Yesterday, Barnes and Noble announced that it will be closing its Lincoln Center location in January. Company spokeswoman Mary Ellen Keating said it was "economically impossible" to keep the location open after their lease ends this year because of rent hikes, but they'll "reassign as many booksellers as possible to our remaining New York City and neighboring stores."

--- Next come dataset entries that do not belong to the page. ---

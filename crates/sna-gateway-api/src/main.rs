use anyhow::Result;
use clap::Parser;
use sna_gateway_api::Server;
use sna_gateway_core::GatewaySettings;
use std::path::PathBuf;
use tracing_subscriber::{layer::SubscriberExt, util::SubscriberInitExt};

#[derive(Parser, Debug)]
#[command(name = "sna-gateway", version, about = "Caching gateway in front of the SNA and DNA analysis services")]
struct Args {
    /// Directory holding default.toml, {env}.toml and local.toml
    #[arg(long, env = "SNA_GATEWAY_CONFIG_DIR")]
    config_dir: Option<PathBuf>,

    /// Environment overlay to load
    #[arg(long, env = "APP_ENV")]
    env: Option<String>,
}

#[tokio::main]
async fn main() -> Result<()> {
    let args = Args::parse();
    let config_dir = args
        .config_dir
        .unwrap_or_else(GatewaySettings::default_config_dir);
    let env_name = args.env.unwrap_or_else(GatewaySettings::default_env);
    let settings = GatewaySettings::load(&config_dir, &env_name)?;

    let level = settings.logging.level.clone();
    tracing_subscriber::registry()
        .with(
            tracing_subscriber::EnvFilter::try_from_default_env()
                .unwrap_or_else(|_| format!("sna_gateway_api={level},tower_http={level}").into()),
        )
        .with(tracing_subscriber::fmt::layer())
        .init();

    Server::new(settings)?.run().await
}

Keating also said the company plans on looking for a less expensive replacement space in the neighborhood for the five-floor, 60,000-square-foot store at Broadway and 66th Street, which opened in October 1995 (there is a smaller location at West 82nd Street and Broadway). The company would not reveal the amount of the rent hike, but insiders tell the Daily News that landlord Lincoln Triangle Partners can command $250 to $300 a square foot for the prime spot: "There isn't a bookstore in the world that can justify that price," said Faith Hope Consolo, a retail real estate expert for Prudential Douglas Elliman. She suspects the Barnes and Noble will become a clothing store: "That neighborhood has turned into a fashion corridor."

The Lincoln Center BID's President Monica Blum tells us, "It is very sad. Barnes and Noble has been a very important part of this community for a long time. We will miss their active involvement in our efforts and hope that whatever retail comes here will be as community minded as Barnes and Noble has been. Lincoln Square is a very vibrant, strong neighborhood and we feel confident that the space won’t remain vacant for too long."

Other reactions to the closing have been mostly elegiac so far for the physical store—as well as being another reminder of the slow death of the bookselling industry—Crain's NY seemed much less heartbroken, calling it "an epic case of what goes around comes around."